Grave

graveUn soir on m’a dit : « Tu veux venir voir Grave ? ». J’ai répondu « Oui », c’est vrai qu’un film est toujours une source d’étonnement. Une fois dans le ciné, on me dit : « Tu sais de quoi ça parle ? », « Non », « Ben c’est une fille qui devient cannibale, mais t’inquiète, c’est pas trop gore ».

Note : ★★★★☆

Justine, 16 ans, est la surdouée d’une famille de vétérinaires végétariens. Elle entre alors à l’école vétérinaire ou sa sœur est étudiante et où ses parents ont été formés.

Même si ce type de film n’est pas ma tasse de café, je ne peux que reconnaître le talent de réalisation et la maîtrise de l’ambiance. Tout est étrange, malsain, presque contre-nature, dans cette école vétérinaire où le côté « étudiants joyeux » côtoie le glauque et morbide des morgues animales et humaines.

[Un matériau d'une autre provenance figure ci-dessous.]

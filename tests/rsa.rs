use rsanum::bignum::{BigNum, Radix};
use rsanum::rsa::{Rsa, RsaError};

fn hex(s: &str) -> BigNum {
    BigNum::from_str_radix(s, Radix::Hexadecimal).unwrap()
}

#[test]
fn invalid_key_sizes_are_rejected() {
    assert!(matches!(Rsa::new(0), Err(RsaError::InvalidBitSize)));
    assert!(matches!(Rsa::new(62), Err(RsaError::InvalidBitSize)));
    assert!(matches!(Rsa::new(63), Err(RsaError::InvalidBitSize)));
    assert!(matches!(Rsa::new(127), Err(RsaError::InvalidBitSize)));
}

#[test]
fn key_generation_produces_expected_parameters() {
    let rsa = Rsa::new(128).expect("key generation failed");

    assert_eq!(rsa.public_key(), BigNum::from(0x10001u32));
    assert_eq!(rsa.key_bits(), 128);

    // Both primes are drawn at 64 bits without forcing the top bit, so the
    // modulus can come out slightly short of the requested width.
    let modulus_bits = rsa.modulus().bit_len();
    assert!(modulus_bits <= 128, "modulus too wide: {modulus_bits}");
    assert!(modulus_bits >= 120, "modulus too narrow: {modulus_bits}");

    assert!(!rsa.private_key().is_zero());
    assert_ne!(rsa.private_key(), rsa.public_key());
}

#[test]
fn round_trip_through_both_decryption_paths() {
    let rsa = Rsa::new(128).expect("key generation failed");
    let plain = hex("DEAD");

    let cipher = rsa.encrypt(&plain).unwrap();
    let fast = rsa.decrypt(&cipher).unwrap();
    let reference = rsa.decrypt_textbook(&cipher).unwrap();

    assert_eq!(fast, plain);
    assert_eq!(reference, plain);
}

#[test]
fn wider_plaintexts_round_trip() {
    let rsa = Rsa::new(128).expect("key generation failed");
    let plain = hex("DEADBEEF");

    let cipher = rsa.encrypt(&plain).unwrap();
    assert_eq!(rsa.decrypt(&cipher).unwrap(), plain);
}

#[test]
fn explicit_rounds_and_worker_count() {
    let rsa = Rsa::generate(64, 10, 2).expect("key generation failed");
    let plain = hex("BEEF");

    let cipher = rsa.encrypt(&plain).unwrap();
    assert_eq!(rsa.decrypt(&cipher).unwrap(), plain);
    assert_eq!(rsa.decrypt_textbook(&cipher).unwrap(), plain);
}

#[test]
fn oversized_messages_are_rejected() {
    let rsa = Rsa::new(64).expect("key generation failed");

    // 65 bits exceeds a 64-bit key.
    let too_long = hex("10000000000000000");
    assert!(matches!(
        rsa.encrypt(&too_long),
        Err(RsaError::MessageTooLong)
    ));
    assert!(matches!(
        rsa.decrypt(&too_long),
        Err(RsaError::MessageTooLong)
    ));
    assert!(matches!(
        rsa.decrypt_textbook(&too_long),
        Err(RsaError::MessageTooLong)
    ));
}

#[test]
fn distinct_keys_differ() {
    let first = Rsa::new(64).expect("key generation failed");
    let second = Rsa::new(64).expect("key generation failed");

    assert_ne!(first.modulus(), second.modulus());
}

Les acteurs, presque tous des inconnus, campent des personnages atypiques parfaitement raccord avec l’ambiance glauque de l’école, tout en évoluant presque normalement au sein des autres étudiants plus standards, avec une mention spéciale pour Garance Marillier, l’héroïnes et Ella Rumpf, sa sœur, pour des performances très étranges.

Grave regorge de symbolique, que ce soit dans la métamorphose des personnages ou dans les ambiances parfaitement maîtrisées, allant parfois jusqu’à mêler plusieurs métaphores au sein d’un même plan se focalisant sur un même fait.

En bref, j’ai apprécié et ce n’est pas si gore que cela et malgré le sentiment d’inconfort et la perplexité avec laquelle on accueille la fin.